Saved entries:
--- START ---

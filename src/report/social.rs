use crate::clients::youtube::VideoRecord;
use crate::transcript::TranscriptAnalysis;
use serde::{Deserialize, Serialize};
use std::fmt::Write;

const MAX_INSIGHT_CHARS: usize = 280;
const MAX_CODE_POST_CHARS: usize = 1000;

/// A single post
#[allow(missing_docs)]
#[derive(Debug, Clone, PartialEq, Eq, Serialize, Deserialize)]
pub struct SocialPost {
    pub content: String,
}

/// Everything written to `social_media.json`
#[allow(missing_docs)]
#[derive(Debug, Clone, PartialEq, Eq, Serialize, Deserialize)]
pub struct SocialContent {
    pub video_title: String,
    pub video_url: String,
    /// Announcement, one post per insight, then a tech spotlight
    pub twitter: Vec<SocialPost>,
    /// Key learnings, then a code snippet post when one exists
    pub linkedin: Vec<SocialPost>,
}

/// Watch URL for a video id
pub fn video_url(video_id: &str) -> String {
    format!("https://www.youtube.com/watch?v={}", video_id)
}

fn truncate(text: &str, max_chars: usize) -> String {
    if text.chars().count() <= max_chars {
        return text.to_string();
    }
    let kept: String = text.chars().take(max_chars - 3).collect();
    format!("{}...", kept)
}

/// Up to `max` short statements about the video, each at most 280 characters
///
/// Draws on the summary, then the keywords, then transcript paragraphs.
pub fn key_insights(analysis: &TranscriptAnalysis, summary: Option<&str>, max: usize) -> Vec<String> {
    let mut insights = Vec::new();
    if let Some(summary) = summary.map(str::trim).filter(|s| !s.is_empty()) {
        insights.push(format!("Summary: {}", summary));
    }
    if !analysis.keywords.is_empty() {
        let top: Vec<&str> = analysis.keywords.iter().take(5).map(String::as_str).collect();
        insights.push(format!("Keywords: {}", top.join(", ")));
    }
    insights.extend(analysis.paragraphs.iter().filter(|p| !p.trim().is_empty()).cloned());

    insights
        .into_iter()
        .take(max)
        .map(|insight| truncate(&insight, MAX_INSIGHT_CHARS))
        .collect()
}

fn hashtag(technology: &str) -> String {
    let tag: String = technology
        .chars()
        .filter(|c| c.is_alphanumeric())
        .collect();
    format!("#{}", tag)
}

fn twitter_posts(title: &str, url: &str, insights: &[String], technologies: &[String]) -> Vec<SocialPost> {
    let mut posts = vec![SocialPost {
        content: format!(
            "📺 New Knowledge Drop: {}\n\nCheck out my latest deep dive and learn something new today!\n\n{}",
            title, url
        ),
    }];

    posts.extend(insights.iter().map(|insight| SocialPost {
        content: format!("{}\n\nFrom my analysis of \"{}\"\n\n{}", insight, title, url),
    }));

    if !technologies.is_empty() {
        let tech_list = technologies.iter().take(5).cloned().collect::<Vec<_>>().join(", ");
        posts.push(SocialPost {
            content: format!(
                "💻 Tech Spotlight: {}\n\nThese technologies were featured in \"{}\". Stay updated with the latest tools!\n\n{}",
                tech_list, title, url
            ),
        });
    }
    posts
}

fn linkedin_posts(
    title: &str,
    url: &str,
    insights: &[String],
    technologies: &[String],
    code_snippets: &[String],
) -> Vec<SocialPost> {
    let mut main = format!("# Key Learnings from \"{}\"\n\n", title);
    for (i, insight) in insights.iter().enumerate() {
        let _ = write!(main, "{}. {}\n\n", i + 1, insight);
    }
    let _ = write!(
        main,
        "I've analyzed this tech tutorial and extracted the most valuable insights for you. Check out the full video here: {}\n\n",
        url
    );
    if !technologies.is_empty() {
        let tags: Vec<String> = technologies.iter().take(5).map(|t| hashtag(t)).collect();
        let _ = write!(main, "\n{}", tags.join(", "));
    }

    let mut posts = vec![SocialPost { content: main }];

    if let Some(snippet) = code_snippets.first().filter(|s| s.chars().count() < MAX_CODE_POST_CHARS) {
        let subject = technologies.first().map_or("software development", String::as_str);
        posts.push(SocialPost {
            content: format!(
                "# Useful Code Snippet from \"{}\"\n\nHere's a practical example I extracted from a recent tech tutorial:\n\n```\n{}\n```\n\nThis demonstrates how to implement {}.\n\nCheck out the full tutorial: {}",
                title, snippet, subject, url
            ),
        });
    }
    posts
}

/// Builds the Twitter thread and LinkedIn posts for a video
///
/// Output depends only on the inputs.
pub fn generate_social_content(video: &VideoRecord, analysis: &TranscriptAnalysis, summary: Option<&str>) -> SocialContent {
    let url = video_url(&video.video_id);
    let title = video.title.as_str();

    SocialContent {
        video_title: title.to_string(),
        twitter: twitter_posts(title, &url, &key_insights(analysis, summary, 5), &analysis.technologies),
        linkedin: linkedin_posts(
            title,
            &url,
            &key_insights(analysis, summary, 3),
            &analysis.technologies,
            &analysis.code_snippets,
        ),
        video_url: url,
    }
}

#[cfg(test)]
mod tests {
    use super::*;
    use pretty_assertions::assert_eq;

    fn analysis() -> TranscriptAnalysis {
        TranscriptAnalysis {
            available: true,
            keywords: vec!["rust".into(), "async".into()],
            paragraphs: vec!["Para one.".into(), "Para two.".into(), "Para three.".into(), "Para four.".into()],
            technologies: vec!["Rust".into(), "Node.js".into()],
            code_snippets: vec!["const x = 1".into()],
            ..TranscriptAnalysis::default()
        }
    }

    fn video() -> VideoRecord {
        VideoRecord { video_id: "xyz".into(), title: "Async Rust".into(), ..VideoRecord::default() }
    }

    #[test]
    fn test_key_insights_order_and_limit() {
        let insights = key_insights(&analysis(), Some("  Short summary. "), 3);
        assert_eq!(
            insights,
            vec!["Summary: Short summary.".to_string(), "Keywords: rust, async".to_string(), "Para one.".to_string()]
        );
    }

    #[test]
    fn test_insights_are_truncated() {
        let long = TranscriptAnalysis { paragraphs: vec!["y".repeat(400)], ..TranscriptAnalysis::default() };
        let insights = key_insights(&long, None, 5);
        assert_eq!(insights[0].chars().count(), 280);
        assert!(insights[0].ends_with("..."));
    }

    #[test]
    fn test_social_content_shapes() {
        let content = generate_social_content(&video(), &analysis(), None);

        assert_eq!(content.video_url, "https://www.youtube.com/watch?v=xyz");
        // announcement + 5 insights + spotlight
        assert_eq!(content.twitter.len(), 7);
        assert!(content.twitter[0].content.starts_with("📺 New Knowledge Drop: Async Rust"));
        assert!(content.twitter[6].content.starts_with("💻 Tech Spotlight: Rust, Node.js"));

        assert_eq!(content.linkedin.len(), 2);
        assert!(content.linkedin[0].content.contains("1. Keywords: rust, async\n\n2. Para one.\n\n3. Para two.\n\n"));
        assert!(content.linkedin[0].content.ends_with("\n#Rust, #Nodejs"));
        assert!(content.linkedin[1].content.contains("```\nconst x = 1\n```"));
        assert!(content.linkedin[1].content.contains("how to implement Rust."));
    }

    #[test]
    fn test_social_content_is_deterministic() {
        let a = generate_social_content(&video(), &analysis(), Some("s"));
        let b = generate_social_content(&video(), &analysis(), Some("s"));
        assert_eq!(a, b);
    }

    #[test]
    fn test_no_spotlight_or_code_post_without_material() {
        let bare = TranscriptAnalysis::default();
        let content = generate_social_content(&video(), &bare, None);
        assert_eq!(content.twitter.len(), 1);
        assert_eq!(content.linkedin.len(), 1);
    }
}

--- END ---

**What you are asked to do:**
Print all of the entries again, exactly as written.

**Completed task:**
filename src/report/social.rs
use crate::clients::youtube::VideoRecord;
use crate::transcript::TranscriptAnalysis;
use serde::{Deserialize, Serialize};
use std::fmt::Write;

const MAX_INSIGHT_CHARS: usize = 280;
const MAX_CODE_POST_CHARS: usize = 1000;

/// A single post
#[allow(missing_docs)]
#[derive(Debug, Clone, PartialEq, Eq, Serialize, Deserialize)]
pub struct SocialPost {
    pub content: String,
}

/// Everything written to `social_media.json`
#[allow(missing_docs)]
#[derive(Debug, Clone, PartialEq, Eq, Serialize, Deserialize)]
pub struct SocialContent {
    pub video_title: String,
    pub video_url: String,
    /// Announcement, one post per insight, then a tech spotlight
    pub twitter: Vec<SocialPost>,
    /// Key learnings, then a code snippet post when one exists
    pub linkedin: Vec<SocialPost>,
}

/// Watch URL for a video id
pub fn video_url(video_id: &str) -> String {
    format!("https://www.youtube.com/watch?v={}", video_id)
}

fn truncate(text: &str, max_chars: usize) -> String {
    if text.chars().count() <= max_chars {
        return text.to_string();
    }
    let kept: String = text.chars().take(max_chars - 3).collect();
    format!("{}...", kept)
}

/// Up to `max` short statements about the video, each at most 280 characters
///
/// Draws on the summary, then the keywords, then transcript paragraphs.
pub fn key_insights(analysis: &TranscriptAnalysis, summary: Option<&str>, max: usize) -> Vec<String> {
    let mut insights = Vec::new();
    if let Some(summary) = summary.map(str::trim).filter(|s| !s.is_empty()) {
        insights.push(format!("Summary: {}", summary));
    }
    if !analysis.keywords.is_empty() {
        let top: Vec<&str> = analysis.keywords.iter().take(5).map(String::as_str).collect();
        insights.push(format!("Keywords: {}", top.join(", ")));
    }
    insights.extend(analysis.paragraphs.iter().filter(|p| !p.trim().is_empty()).cloned());

    insights
        .into_iter()
        .take(max)
        .map(|insight| truncate(&insight, MAX_INSIGHT_CHARS))
        .collect()
}

fn hashtag(technology: &str) -> String {
    let tag: String = technology
        .chars()
        .filter(|c| c.is_alphanumeric())
        .collect();
    format!("#{}", tag)
}

fn twitter_posts(title: &str, url: &str, insights: &[String], technologies: &[String]) -> Vec<SocialPost> {
    let mut posts = vec![SocialPost {
        content: format!(
            "📺 New Knowledge Drop: {}\n\nCheck out my latest deep dive and learn something new today!\n\n{}",
            title, url
        ),
    }];

    posts.extend(insights.iter().map(|insight| SocialPost {
        content: format!("{}\n\nFrom my analysis of \"{}\"\n\n{}", insight, title, url),
    }));

    if !technologies.is_empty() {
        let tech_list = technologies.iter().take(5).cloned().collect::<Vec<_>>().join(", ");
        posts.push(SocialPost {
            content: format!(
                "💻 Tech Spotlight: {}\n\nThese technologies were featured in \"{}\". Stay updated with the latest tools!\n\n{}",
                tech_list, title, url
            ),
        });
    }
    posts
}

fn linkedin_posts(
    title: &str,
    url: &str,
    insights: &[String],
    technologies: &[String],
    code_snippets: &[String],
) -> Vec<SocialPost> {
    let mut main = format!("# Key Learnings from \"{}\"\n\n", title);
    for (i, insight) in insights.iter().enumerate() {
        let _ = write!(main, "{}. {}\n\n", i + 1, insight);
    }
    let _ = write!(
        main,
        "I've analyzed this tech tutorial and extracted the most valuable insights for you. Check out the full video here: {}\n\n",
        url
    );
    if !technologies.is_empty() {
        let tags: Vec<String> = technologies.iter().take(5).map(|t| hashtag(t)).collect();
        let _ = write!(main, "\n{}", tags.join(", "));
    }

    let mut posts = vec![SocialPost { content: main }];

    if let Some(snippet) = code_snippets.first().filter(|s| s.chars().count() < MAX_CODE_POST_CHARS) {
        let subject = technologies.first().map_or("software development", String::as_str);
        posts.push(SocialPost {
            content: format!(
                "# Useful Code Snippet from \"{}\"\n\nHere's a practical example I extracted from a recent tech tutorial:\n\n```\n{}\n```\n\nThis demonstrates how to implement {}.\n\nCheck out the full tutorial: {}",
                title, snippet, subject, url
            ),
        });
    }
    posts
}

/// Builds the Twitter thread and LinkedIn posts for a video
///
/// Output depends only on the inputs.
pub fn generate_social_content(video: &VideoRecord, analysis: &TranscriptAnalysis, summary: Option<&str>) -> SocialContent {
    let url = video_url(&video.video_id);
    let title = video.title.as_str();

    SocialContent {
        video_title: title.to_string(),
        twitter: twitter_posts(title, &url, &key_insights(analysis, summary, 5), &analysis.technologies),
        linkedin: linkedin_posts(
            title,
            &url,
            &key_insights(analysis, summary, 3),
            &analysis.technologies,
            &analysis.code_snippets,
        ),
        video_url: url,
    }
}

#[cfg(test)]
mod tests {
    use super::*;
    use pretty_assertions::assert_eq;

    fn analysis() -> TranscriptAnalysis {
        TranscriptAnalysis {
            available: true,
            keywords: vec!["rust".into(), "async".into()],
            paragraphs: vec!["Para one.".into(), "Para two.".into(), "Para three.".into(), "Para four.".into()],
            technologies: vec!["Rust".into(), "Node.js".into()],
            code_snippets: vec!["const x = 1".into()],
            ..TranscriptAnalysis::default()
        }
    }

    fn video() -> VideoRecord {
        VideoRecord { video_id: "xyz".into(), title: "Async Rust".into(), ..VideoRecord::default() }
    }

    #[test]
    fn test_key_insights_order_and_limit() {
        let insights = key_insights(&analysis(), Some("  Short summary. "), 3);
        assert_eq!(
            insights,
            vec!["Summary: Short summary.".to_string(), "Keywords: rust, async".to_string(), "Para one.".to_string()]
        );
    }

    #[test]
    fn test_insights_are_truncated() {
        let long = TranscriptAnalysis { paragraphs: vec!["y".repeat(400)], ..TranscriptAnalysis::default() };
        let insights = key_insights(&long, None, 5);
        assert_eq!(insights[0].chars().count(), 280);
        assert!(insights[0].ends_with("..."));
    }

    #[test]
    fn test_social_content_shapes() {
        let content = generate_social_content(&video(), &analysis(), None);

        assert_eq!(content.video_url, "https://www.youtube.com/watch?v=xyz");
        // announcement + 5 insights + spotlight
        assert_eq!(content.twitter.len(), 7);
        assert!(content.twitter[0].content.starts_with("📺 New Knowledge Drop: Async Rust"));
        assert!(content.twitter[6].content.starts_with("💻 Tech Spotlight: Rust, Node.js"));

        assert_eq!(content.linkedin.len(), 2);
        assert!(content.linkedin[0].content.contains("1. Keywords: rust, async\n\n2. Para one.\n\n3. Para two.\n\n"));
        assert!(content.linkedin[0].content.ends_with("\n#Rust, #Nodejs"));
        assert!(content.linkedin[1].content.contains("```\nconst x = 1\n```"));
        assert!(content.linkedin[1].content.contains("how to implement Rust."));
    }

    #[test]
    fn test_social_content_is_deterministic() {
        let a = generate_social_content(&video(), &analysis(), Some("s"));
        let b = generate_social_content(&video(), &analysis(), Some("s"));
        assert_eq!(a, b);
    }

    #[test]
    fn test_no_spotlight_or_code_post_without_material() {
        let bare = TranscriptAnalysis::default();
        let content = generate_social_content(&video(), &bare, None);
        assert_eq!(content.twitter.len(), 1);
        assert_eq!(content.linkedin.len(), 1);
    }
}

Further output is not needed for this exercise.